> [YOUR TASK]:
Please copy out the records that follow exactly as they stand.
=== GIVEN RECORDS ===
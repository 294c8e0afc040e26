//! Generic table-driven step execution framework.
//!
//! The boot sequence is an ordered list of fallible steps, each tagged with the
//! policy that decides what a failure means:
//!
//! ```text
//! ExecutionPlan → Steps → (Task, FailurePolicy)
//!
//! - ExecutionPlan: the ordered table
//! - Step: one task plus its failure policy (fatal / warn / tolerate busy)
//! - Task: atomic unit of work
//! ```
//!
//! Steps run strictly one after another; later steps may depend on the
//! filesystem state earlier steps established.
//!
//! ## Example
//!
//! ```ignore
//! use pipeline::{ExecutionPlan, FailurePolicy, PipelineExecutor, Step};
//!
//! let plan = ExecutionPlan::new(vec![
//!     Step::fatal(Box::new(MountTmp)),
//!     Step::warn(Box::new(MountRun)),
//! ]);
//!
//! let metrics = PipelineExecutor::execute(plan, &ctx)?;
//! println!("sequence took {}ms", metrics.total_duration_ms);
//! ```

mod metrics;
#[allow(clippy::module_inception)]
mod pipeline;
mod step;
mod task;

pub use metrics::{PipelineMetrics, StepMetrics, StepOutcome};
pub use pipeline::{ExecutionPlan, PipelineExecutor};
pub use step::{FailurePolicy, Step};
pub use task::{BoxedTask, PipelineTask, TaskStatus};
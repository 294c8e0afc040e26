//! Types shared between the bootmount library and its binary.

pub mod errors;

pub use errors::{BootError, BootResult};
//! Partition table capability consumed by the resolver.

use bootmount_shared::errors::BootResult;
use std::path::Path;

/// One slot of a partition table.
#[derive(Debug, Clone, PartialEq, Eq)]
pub struct Partition {
    /// Partition UUID as reported by the table; empty for unused slots.
    pub uuid: String,
}

impl Partition {
    pub fn new(uuid: impl Into<String>) -> Self {
        Self { uuid: uuid.into() }
    }

    pub fn unused() -> Self {
        Self {
            uuid: String::new(),
        }
    }

    pub fn is_used(&self) -> bool {
        !self.uuid.is_empty()
    }
}

/// Partitions in table order. Slot `i` is partition number `i + 1`.
#[derive(Debug, Clone, Default, PartialEq, Eq)]
pub struct PartitionTable {
    pub partitions: Vec<Partition>,
}

impl PartitionTable {
    pub fn new(partitions: Vec<Partition>) -> Self {
        Self { partitions }
    }

    /// 1-based number of the first partition whose UUID equals `part_uuid`,
    /// ignoring ASCII case.
    pub fn find(&self, part_uuid: &str) -> Option<usize> {
        self.partitions
            .iter()
            .position(|p| p.is_used() && p.uuid.eq_ignore_ascii_case(part_uuid))
            .map(|index| index + 1)
    }
}

/// A block device opened read-only.
pub trait Disk {
    fn partition_table(&mut self) -> BootResult<PartitionTable>;
}

/// Opens block device nodes read-only.
pub trait DiskOpener {
    fn open(&self, device: &Path) -> BootResult<Box<dyn Disk>>;
}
===
> [ANSWER SECTION]:
repository 294c8e0afc040e26
//! Generic table-driven step execution framework.
//!
//! The boot sequence is an ordered list of fallible steps, each tagged with the
//! policy that decides what a failure means:
//!
//! ```text
//! ExecutionPlan → Steps → (Task, FailurePolicy)
//!
//! - ExecutionPlan: the ordered table
//! - Step: one task plus its failure policy (fatal / warn / tolerate busy)
//! - Task: atomic unit of work
//! ```
//!
//! Steps run strictly one after another; later steps may depend on the
//! filesystem state earlier steps established.
//!
//! ## Example
//!
//! ```ignore
//! use pipeline::{ExecutionPlan, FailurePolicy, PipelineExecutor, Step};
//!
//! let plan = ExecutionPlan::new(vec![
//!     Step::fatal(Box::new(MountTmp)),
//!     Step::warn(Box::new(MountRun)),
//! ]);
//!
//! let metrics = PipelineExecutor::execute(plan, &ctx)?;
//! println!("sequence took {}ms", metrics.total_duration_ms);
//! ```

mod metrics;
#[allow(clippy::module_inception)]
mod pipeline;
mod step;
mod task;

pub use metrics::{PipelineMetrics, StepMetrics, StepOutcome};
pub use pipeline::{ExecutionPlan, PipelineExecutor};
pub use step::{FailurePolicy, Step};
pub use task::{BoxedTask, PipelineTask, TaskStatus};
repository 294c8e0afc040e26
//! Types shared between the bootmount library and its binary.

pub mod errors;

pub use errors::{BootError, BootResult};
//! Partition table capability consumed by the resolver.

use bootmount_shared::errors::BootResult;
use std::path::Path;

/// One slot of a partition table.
#[derive(Debug, Clone, PartialEq, Eq)]
pub struct Partition {
    /// Partition UUID as reported by the table; empty for unused slots.
    pub uuid: String,
}

impl Partition {
    pub fn new(uuid: impl Into<String>) -> Self {
        Self { uuid: uuid.into() }
    }

    pub fn unused() -> Self {
        Self {
            uuid: String::new(),
        }
    }

    pub fn is_used(&self) -> bool {
        !self.uuid.is_empty()
    }
}

/// Partitions in table order. Slot `i` is partition number `i + 1`.
#[derive(Debug, Clone, Default, PartialEq, Eq)]
pub struct PartitionTable {
    pub partitions: Vec<Partition>,
}

impl PartitionTable {
    pub fn new(partitions: Vec<Partition>) -> Self {
        Self { partitions }
    }

    /// 1-based number of the first partition whose UUID equals `part_uuid`,
    /// ignoring ASCII case.
    pub fn find(&self, part_uuid: &str) -> Option<usize> {
        self.partitions
            .iter()
            .position(|p| p.is_used() && p.uuid.eq_ignore_ascii_case(part_uuid))
            .map(|index| index + 1)
    }
}

/// A block device opened read-only.
pub trait Disk {
    fn partition_table(&mut self) -> BootResult<PartitionTable>;
}

/// Opens block device nodes read-only.
pub trait DiskOpener {
    fn open(&self, device: &Path) -> BootResult<Box<dyn Disk>>;
}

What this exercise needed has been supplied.